When a baby begins to actually move forward this is the beginning of crawling and it is a very important stage in the baby’s development.
Injury to the brain either before, during or after delivery can result in immobility or paralysis. This is because of injury to the motor pathway not injury to the arms and legs.
Appropriate sensory stimulation and motor opportunity are the answer when the motor pathway is in trouble. When the child is provided with appropriate sensory stimulation with increased frequency, intensity and duration in recognition of the orderly way in which the brain develops and then given ample opportunity to move, that pathway will grow. The child will begin to move a few inches, and then a few feet, and then use crawling as the means of transportation from place to place. Once a child can crawl across a room he is no longer immobile.
Diego was diagnosed with the genetic disorder, Trisomy 8. He was 11 months when he started the program. He had restricted movement of his arms and legs due to rigidity. After being given daily stimulation and opportunity to move he learned how to crawl for his own needs after fourteen months. He crawled at least 160 meters in a day. Today Diego not only creeps more than a thousand meters daily on his hands and knees, he is walking independently.
Beatriz began the program when she was 22 months old. She could move her arms and legs, and she could rolled over when placed on the floor but she could not move forward or backward. She was given daily opportunity to move down an inclined floor and 11 months later she was crawling 200 meters daily. She has now doubled that distance.

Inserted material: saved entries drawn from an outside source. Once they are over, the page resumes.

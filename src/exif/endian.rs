use eio::{FromBytes, ReadExt};
use num_traits::{cast::NumCast, ToPrimitive};
use std::io::{Read, Result};
use std::mem;

#[derive(PartialEq, Eq, Clone, Copy, Debug)]
pub enum Endian {
    Big,
    Little,
}

impl Endian {
    pub fn from_marker(marker: &[u8]) -> Option<Self> {
        match marker {
            b"II" => Some(Endian::Little),
            b"MM" => Some(Endian::Big),
            _ => None,
        }
    }

    /// The byte order word handed to EXIF callbacks: 0x4949 or 0x4d4d.
    pub const fn order_mark(&self) -> u32 {
        match self {
            Endian::Little => 0x4949,
            Endian::Big => 0x4d4d,
        }
    }

    pub fn read<const N: usize, T: FromBytes<N>>(&self, stream: &mut impl Read) -> Result<T> {
        let mut buf = [0u8; N];
        stream.read_exact(&mut buf)?;
        self.decode(buf)
    }

    pub fn decode<const N: usize, T: FromBytes<N>>(&self, bytes: [u8; N]) -> Result<T> {
        match self {
            Endian::Big => bytes.as_slice().read_be(),
            Endian::Little => bytes.as_slice().read_le(),
        }
    }

    pub fn decode_all<const N: usize, T: FromBytes<N>>(&self, bytes: &[u8]) -> Option<Vec<T>> {
        bytes
            .chunks_exact(mem::size_of::<T>())
            .map(|chunk| {
                chunk
                    .try_into()
                    .ok()
                    .and_then(|arr| self.decode::<N, T>(arr).ok())
            })
            .collect()
    }

    pub fn decode_all_to_primitive<
        const N: usize,
        A: FromBytes<N> + ToPrimitive,
        T: NumCast,
    >(
        &self,
        bytes: &[u8],
    ) -> Option<Vec<T>> {
        self.decode_all::<N, A>(bytes)?
            .into_iter()
            .map(|v| T::from(v))
            .collect()
    }
}
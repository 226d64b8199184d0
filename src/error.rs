use std::fmt;
use std::io;

pub type DatastreamResult<T> = Result<T, DatastreamError>;

#[derive(Debug)]
pub enum DatastreamError {
    ReadError(io::Error),
    BadMagicBytes,
    BadTiffVersion(u16),
    TooManyEntries(u16),
    ValueOutOfRange(u64),
    BadValue(u16),
    SizeOverflow,
    HandlerError(String),
}

impl fmt::Display for DatastreamError {
    fn fmt(&self, f: &mut fmt::Formatter<'_>) -> fmt::Result {
        write!(f, "{:?}", self)
    }
}

impl std::error::Error for DatastreamError {}

impl From<io::Error> for DatastreamError {
    fn from(e: io::Error) -> Self {
        DatastreamError::ReadError(e)
    }
}
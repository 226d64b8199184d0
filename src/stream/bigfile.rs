use super::{element_count, resolve_seek, seek_from_parts, Datastream, Rounding, Whence};
use crate::error::DatastreamResult;
use crate::io::ReadRange;
use libc::c_int;
use std::fs::File;
use std::io::{self, Error, ErrorKind, Read, Seek, SeekFrom};
use std::path::{Path, PathBuf};
use tracing::*;

#[cfg(unix)]
type RangeFile = File;
#[cfg(not(unix))]
type RangeFile = std::sync::Mutex<File>;

/// Unbuffered stream for very large files.
///
/// Reads go straight to the file at an absolute 64-bit offset and the cursor
/// lives here rather than in the OS file description.
#[derive(Debug)]
pub struct BigfileDatastream {
    file: RangeFile,
    path: PathBuf,
    position: u64,
    len: u64,
}

impl BigfileDatastream {
    pub fn open<P: AsRef<Path>>(path: P) -> DatastreamResult<Self> {
        let path = path.as_ref().to_path_buf();
        let file = File::open(&path)?;
        let len = file.metadata()?.len();
        debug!("Opened bigfile datastream {path:?} ({len} bytes)");
        Ok(Self {
            #[cfg(unix)]
            file,
            #[cfg(not(unix))]
            file: std::sync::Mutex::new(file),
            path,
            position: 0,
            len,
        })
    }

    pub fn path(&self) -> &Path {
        &self.path
    }
}

impl Datastream for BigfileDatastream {
    fn valid(&self) -> bool {
        true
    }

    fn read_elements(&mut self, buf: &mut [u8], size: usize) -> c_int {
        if size == 0 || buf.is_empty() {
            return 0;
        }
        match self.file.read_range_full(self.position, buf) {
            Ok(n) => {
                self.position += n as u64;
                if n < buf.len() {
                    trace!("Short read from {:?}: {n} < {}", self.path, buf.len());
                }
                element_count(n, size, Rounding::Down)
            }
            Err(e) => {
                warn!(
                    "Failed to read {:?} at {}: {e:?}",
                    self.path, self.position
                );
                -1
            }
        }
    }

    fn seek_whence(&mut self, offset: i64, whence: Whence) -> c_int {
        match resolve_seek(self.position, self.len, offset, whence) {
            Some(target) => {
                self.position = target;
                0
            }
            None => -1,
        }
    }

    fn tell(&mut self) -> i64 {
        self.position as i64
    }

    fn size(&mut self) -> i64 {
        self.len as i64
    }

    fn get_char(&mut self) -> c_int {
        let mut byte = [0u8];
        match self.file.read_range_exact(self.position, &mut byte) {
            Ok(()) => {
                self.position += 1;
                c_int::from(byte[0])
            }
            Err(_) => -1,
        }
    }

    fn eof(&mut self) -> bool {
        self.position >= self.len
    }

    fn fname(&self) -> Option<&Path> {
        Some(&self.path)
    }
}

impl Read for BigfileDatastream {
    fn read(&mut self, buf: &mut [u8]) -> io::Result<usize> {
        let n = self.file.read_range(self.position, buf)?;
        self.position += n as u64;
        Ok(n)
    }
}

impl Seek for BigfileDatastream {
    fn seek(&mut self, pos: SeekFrom) -> io::Result<u64> {
        let (offset, whence) = seek_from_parts(pos);
        if self.seek_whence(offset, whence) == 0 {
            Ok(self.position)
        } else {
            Err(Error::new(
                ErrorKind::InvalidInput,
                format!("Invalid seek to {pos:?}"),
            ))
        }
    }
}

#[cfg(test)]
mod tests {
    use super::*;
    use std::io::Write;
    use tempfile::NamedTempFile;

    fn fixture(bytes: &[u8]) -> NamedTempFile {
        let mut file = NamedTempFile::new().unwrap();
        file.write_all(bytes).unwrap();
        file.flush().unwrap();
        file
    }

    #[test]
    fn counts_complete_elements() {
        let fixture = fixture(&[7u8; 10]);
        let mut stream = BigfileDatastream::open(fixture.path()).unwrap();
        let mut buf = [0u8; 8];
        assert_eq!(stream.read_elements(&mut buf, 8), 1);
        assert_eq!(stream.read_elements(&mut buf, 4), 0);
        assert_eq!(stream.tell(), 10);
        assert!(stream.eof());
    }

    #[test]
    fn seek_past_end_then_back() {
        let fixture = fixture(b"0123456789");
        let mut stream = BigfileDatastream::open(fixture.path()).unwrap();
        assert_eq!(stream.seek_whence(20, Whence::Set), 0);
        assert_eq!(stream.get_char(), -1);
        assert_eq!(stream.seek_whence(-3, Whence::End), 0);
        assert_eq!(stream.get_char(), c_int::from(b'7'));
        assert_eq!(stream.seek_whence(-100, Whence::Current), -1);
        assert_eq!(stream.tell(), 8);
    }

    #[test]
    fn seeks_stay_within_tell_range() {
        let fixture = fixture(b"abc");
        let mut stream = BigfileDatastream::open(fixture.path()).unwrap();
        assert_eq!(stream.seek_whence(i64::MAX, Whence::Set), 0);
        assert_eq!(stream.tell(), i64::MAX);
        assert_eq!(stream.seek_whence(i64::MAX, Whence::Current), -1);
        assert_eq!(stream.seek_whence(1, Whence::Current), -1);
        assert_eq!(stream.tell(), i64::MAX);
        assert!(stream.seek(SeekFrom::Current(1)).is_err());
        assert_eq!(stream.seek_whence(0, Whence::Set), 0);
        assert_eq!(stream.get_char(), c_int::from(b'a'));
    }

    #[test]
    fn io_traits_share_the_cursor() {
        let fixture = fixture(b"abcdef");
        let mut stream = BigfileDatastream::open(fixture.path()).unwrap();
        let mut buf = [0u8; 2];
        stream.read_exact(&mut buf).unwrap();
        assert_eq!(&buf, b"ab");
        assert_eq!(stream.tell(), 2);
        assert_eq!(stream.seek(SeekFrom::Current(2)).unwrap(), 4);
        assert_eq!(stream.get_char(), c_int::from(b'e'));
        assert!(stream.seek(SeekFrom::Current(-10)).is_err());
    }
}
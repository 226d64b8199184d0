use super::{
    BigfileDatastream, BufferDatastream, Datastream, FileDatastream, OpenOptions, ScanFormat,
    ScanValue, Whence,
};
use crate::error::DatastreamResult;
use libc::{c_int, c_void};
use std::borrow::Cow;
use std::fmt;
use std::fs;
use std::io::{self, Read, Seek, SeekFrom};
use std::path::Path;
use tracing::*;

#[derive(Debug, PartialEq, Eq, Clone, Copy, Hash)]
pub enum DatastreamKind {
    File,
    BigFile,
    Buffer,
}

impl fmt::Display for DatastreamKind {
    fn fmt(&self, f: &mut fmt::Formatter<'_>) -> fmt::Result {
        let name = match self {
            DatastreamKind::File => "file",
            DatastreamKind::BigFile => "bigfile",
            DatastreamKind::Buffer => "buffer",
        };
        write!(f, "{name}")
    }
}

/// One of the concrete datastreams, tagged with its kind.
#[derive(Debug)]
pub enum AnyDatastream<'a> {
    File(FileDatastream),
    BigFile(BigfileDatastream),
    Buffer(BufferDatastream<'a>),
}

macro_rules! dispatch {
    ($self:expr, $stream:ident => $body:expr) => {
        match $self {
            AnyDatastream::File($stream) => $body,
            AnyDatastream::BigFile($stream) => $body,
            AnyDatastream::Buffer($stream) => $body,
        }
    };
}

impl AnyDatastream<'static> {
    pub fn open<P: AsRef<Path>>(path: P) -> DatastreamResult<Self> {
        Self::open_with(path, &OpenOptions::default())
    }

    /// Pick a file or bigfile stream based on the size of the file.
    pub fn open_with<P: AsRef<Path>>(path: P, options: &OpenOptions) -> DatastreamResult<Self> {
        let path = path.as_ref();
        let len = fs::metadata(path)?.len();
        if len > options.bigfile_threshold {
            debug!(
                "{path:?} is {len} bytes (> {}), using bigfile datastream",
                options.bigfile_threshold
            );
            Ok(Self::BigFile(BigfileDatastream::open(path)?))
        } else {
            Ok(Self::File(FileDatastream::open_with(path, options)?))
        }
    }
}

impl<'a> AnyDatastream<'a> {
    pub fn from_buffer<D: Into<Cow<'a, [u8]>>>(data: D) -> Self {
        Self::Buffer(BufferDatastream::new(data))
    }

    pub fn kind(&self) -> DatastreamKind {
        match self {
            AnyDatastream::File(_) => DatastreamKind::File,
            AnyDatastream::BigFile(_) => DatastreamKind::BigFile,
            AnyDatastream::Buffer(_) => DatastreamKind::Buffer,
        }
    }

    /// Opaque pointer to the concrete stream, paired with its kind.
    ///
    /// The pointer matches the adapter returned by
    /// `DatastreamKind::read_callback` and stays valid while `self` is
    /// mutably borrowed.
    pub fn as_raw_parts(&mut self) -> (DatastreamKind, *mut c_void) {
        let kind = self.kind();
        let ptr = match self {
            AnyDatastream::File(stream) => stream as *mut FileDatastream as *mut c_void,
            AnyDatastream::BigFile(stream) => stream as *mut BigfileDatastream as *mut c_void,
            AnyDatastream::Buffer(stream) => stream as *mut BufferDatastream<'a> as *mut c_void,
        };
        (kind, ptr)
    }
}

impl From<FileDatastream> for AnyDatastream<'_> {
    fn from(stream: FileDatastream) -> Self {
        AnyDatastream::File(stream)
    }
}

impl From<BigfileDatastream> for AnyDatastream<'_> {
    fn from(stream: BigfileDatastream) -> Self {
        AnyDatastream::BigFile(stream)
    }
}

impl<'a> From<BufferDatastream<'a>> for AnyDatastream<'a> {
    fn from(stream: BufferDatastream<'a>) -> Self {
        AnyDatastream::Buffer(stream)
    }
}

impl Datastream for AnyDatastream<'_> {
    fn valid(&self) -> bool {
        dispatch!(self, stream => stream.valid())
    }

    fn read_elements(&mut self, buf: &mut [u8], size: usize) -> c_int {
        dispatch!(self, stream => stream.read_elements(buf, size))
    }

    fn seek_whence(&mut self, offset: i64, whence: Whence) -> c_int {
        dispatch!(self, stream => stream.seek_whence(offset, whence))
    }

    fn tell(&mut self) -> i64 {
        dispatch!(self, stream => stream.tell())
    }

    fn size(&mut self) -> i64 {
        dispatch!(self, stream => stream.size())
    }

    fn get_char(&mut self) -> c_int {
        dispatch!(self, stream => stream.get_char())
    }

    fn gets(&mut self, buf: &mut [u8]) -> Option<usize> {
        dispatch!(self, stream => stream.gets(buf))
    }

    fn scanf_one(&mut self, format: ScanFormat) -> Option<ScanValue> {
        dispatch!(self, stream => stream.scanf_one(format))
    }

    fn eof(&mut self) -> bool {
        dispatch!(self, stream => stream.eof())
    }

    fn fname(&self) -> Option<&Path> {
        dispatch!(self, stream => stream.fname())
    }

    fn buffering_off(&mut self) -> DatastreamResult<()> {
        dispatch!(self, stream => stream.buffering_off())
    }
}

impl Read for AnyDatastream<'_> {
    fn read(&mut self, buf: &mut [u8]) -> io::Result<usize> {
        dispatch!(self, stream => stream.read(buf))
    }
}

impl Seek for AnyDatastream<'_> {
    fn seek(&mut self, pos: SeekFrom) -> io::Result<u64> {
        dispatch!(self, stream => stream.seek(pos))
    }
}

Yukia using her overhead ladder
When Yukia began the program she was 40 months old. She could move her arms and legs but could not move forward on the floor. A year and a half later, after daily opportunity on the floor, she learned how to crawl 50 meters in a day. She could crawl 20 meters non-stop. Now she can crawl 100 meters daily.
Each of these children were immobile. Sometimes parents are told when they have an immobile child that this cannot be changed and it may be permanent. Now each of these children can move and explore the world around them and enjoy that world. The quality of their lives has changed immeasurably for the better. These results were brought about by the efforts of each family. Mother and Father, brothers and sisters and the child – all working together to give each child a fighting chance for a much better life.